Instructions to follow:
Begin at the top of the following data. Copy each line exactly until you have copied the line containing "use anyhow::Context;".

[Collection entries]
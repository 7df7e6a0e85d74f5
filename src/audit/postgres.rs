//! `PostgreSQL` audit store backed by the `audit_logs` table (see `sql/schema.sql`).
//!
//! Every instance reads and writes the same table, so the login ceiling is shared across
//! instances (soft: concurrent attempts may both read a count below the ceiling).

use super::{
    AuditAction, AuditError, AuditFilter, AuditRecord, AuditStore, CATEGORY_AUTH,
    DEFAULT_LIST_LIMIT, NewAuditEvent,
};
use anyhow::Context;
use async_trait::async_trait;
use chrono::{DateTime, Utc};
use secrecy::{ExposeSecret, SecretString};
use sqlx::{Connection, PgPool, Row, postgres::PgPoolOptions, postgres::PgRow};
use std::time::Duration;
use tracing::{Instrument, info_span};
use uuid::Uuid;

const MAX_CONNECTIONS: u32 = 5;
const ACQUIRE_TIMEOUT: Duration = Duration::from_secs(3);

#[derive(Debug, Clone)]
pub struct PgAuditStore {
    pool: PgPool,
}

impl PgAuditStore {
    #[must_use]
    pub fn new(pool: PgPool) -> Self {
        Self { pool }
    }

    /// Connect a small pool to `dsn`.
    ///
    /// # Errors
    /// Returns an error if the database cannot be reached.
    pub async fn connect(dsn: &SecretString) -> anyhow::Result<Self> {
        let pool = PgPoolOptions::new()
            .max_connections(MAX_CONNECTIONS)
            .acquire_timeout(ACQUIRE_TIMEOUT)
            .connect(dsn.expose_secret())
            .await
            .context("Failed to connect to database")?;
        Ok(Self::new(pool))
    }
}

/// Escape `LIKE` wildcards in user input and wrap it for a substring match.
fn like_pattern(search: &str) -> String {
    let escaped = search
        .replace('\\', "\\\\")
        .replace('%', "\\%")
        .replace('_', "\\_");
    format!("%{escaped}%")
}

fn record_from_row(row: &PgRow) -> Result<AuditRecord, sqlx::Error> {
    Ok(AuditRecord {
        id: row.try_get("id")?,
        timestamp: row.try_get("timestamp")?,
        actor_user_id: row.try_get("actor_user_id")?,
        actor_email: row.try_get("actor_email")?,
        action: row.try_get("action")?,
        category: row.try_get("category")?,
        entity_type: row.try_get("entity_type")?,
        entity_id: row.try_get("entity_id")?,
        ip_address: row.try_get("ip_address")?,
        metadata: row.try_get("metadata")?,
    })
}

#[async_trait]
impl AuditStore for PgAuditStore {
    async fn record(&self, event: NewAuditEvent) -> Result<(), AuditError> {
        let query = r"
            INSERT INTO audit_logs
                (id, timestamp, actor_user_id, actor_email, action, category,
                 entity_type, entity_id, ip_address, metadata)
            VALUES ($1, $2, $3, $4, $5, $6, $7, $8, $9, $10)
        ";
        let span = info_span!(
            "db.query",
            db.system = "postgresql",
            db.operation = "INSERT"
        );
        sqlx::query(query)
            .bind(Uuid::new_v4())
            .bind(event.timestamp)
            .bind(event.actor_user_id)
            .bind(event.actor_email)
            .bind(event.action.as_str())
            .bind(event.category)
            .bind(event.entity_type)
            .bind(event.entity_id)
            .bind(event.ip_address)
            .bind(event.metadata)
            .execute(&self.pool)
            .instrument(span)
            .await?;
        Ok(())
    }

    async fn count_login_failures(
        &self,
        email: &str,
        since: DateTime<Utc>,
    ) -> Result<i64, AuditError> {
        let query = r"
            SELECT COUNT(*)
            FROM audit_logs
            WHERE category = $1
              AND action = $2
              AND actor_email = $3
              AND timestamp >= $4
        ";
        let span = info_span!(
            "db.query",
            db.system = "postgresql",
            db.operation = "SELECT"
        );
        let row = sqlx::query(query)
            .bind(CATEGORY_AUTH)
            .bind(AuditAction::LoginFailed.as_str())
            .bind(email)
            .bind(since)
            .fetch_one(&self.pool)
            .instrument(span)
            .await?;
        Ok(row.try_get(0)?)
    }

    async fn list(&self, filter: &AuditFilter) -> Result<Vec<AuditRecord>, AuditError> {
        let query = r"
            SELECT id, timestamp, actor_user_id, actor_email, action, category,
                   entity_type, entity_id, ip_address, metadata
            FROM audit_logs
            WHERE ($1::text IS NULL OR category = $1)
              AND ($2::text IS NULL
                   OR action ILIKE $2
                   OR actor_email ILIKE $2
                   OR entity_type ILIKE $2)
            ORDER BY timestamp DESC
            LIMIT $3
        ";
        let span = info_span!(
            "db.query",
            db.system = "postgresql",
            db.operation = "SELECT"
        );
        let rows = sqlx::query(query)
            .bind(filter.category())
            .bind(filter.search().map(like_pattern))
            .bind(DEFAULT_LIST_LIMIT)
            .fetch_all(&self.pool)
            .instrument(span)
            .await?;

        rows.iter()
            .map(record_from_row)
            .collect::<Result<Vec<_>, _>>()
            .map_err(AuditError::from)
    }

    async fn ping(&self) -> Result<(), AuditError> {
        let acquire_span = info_span!(
            "db.acquire",
            db.system = "postgresql",
            db.operation = "ACQUIRE"
        );
        let mut conn = self.pool.acquire().instrument(acquire_span).await?;
        let ping_span = info_span!("db.ping", db.system = "postgresql", db.operation = "PING");
        conn.ping().instrument(ping_span).await?;
        Ok(())
    }

    fn backend(&self) -> &'static str {
        "postgresql"
    }
}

Result of this task:
repository 7df7e6a0e85d74f5
filename src/audit/postgres.rs
//! `PostgreSQL` audit store backed by the `audit_logs` table (see `sql/schema.sql`).
//!
//! Every instance reads and writes the same table, so the login ceiling is shared across
//! instances (soft: concurrent attempts may both read a count below the ceiling).

use super::{
    AuditAction, AuditError, AuditFilter, AuditRecord, AuditStore, CATEGORY_AUTH,
    DEFAULT_LIST_LIMIT, NewAuditEvent,
};
use anyhow::Context;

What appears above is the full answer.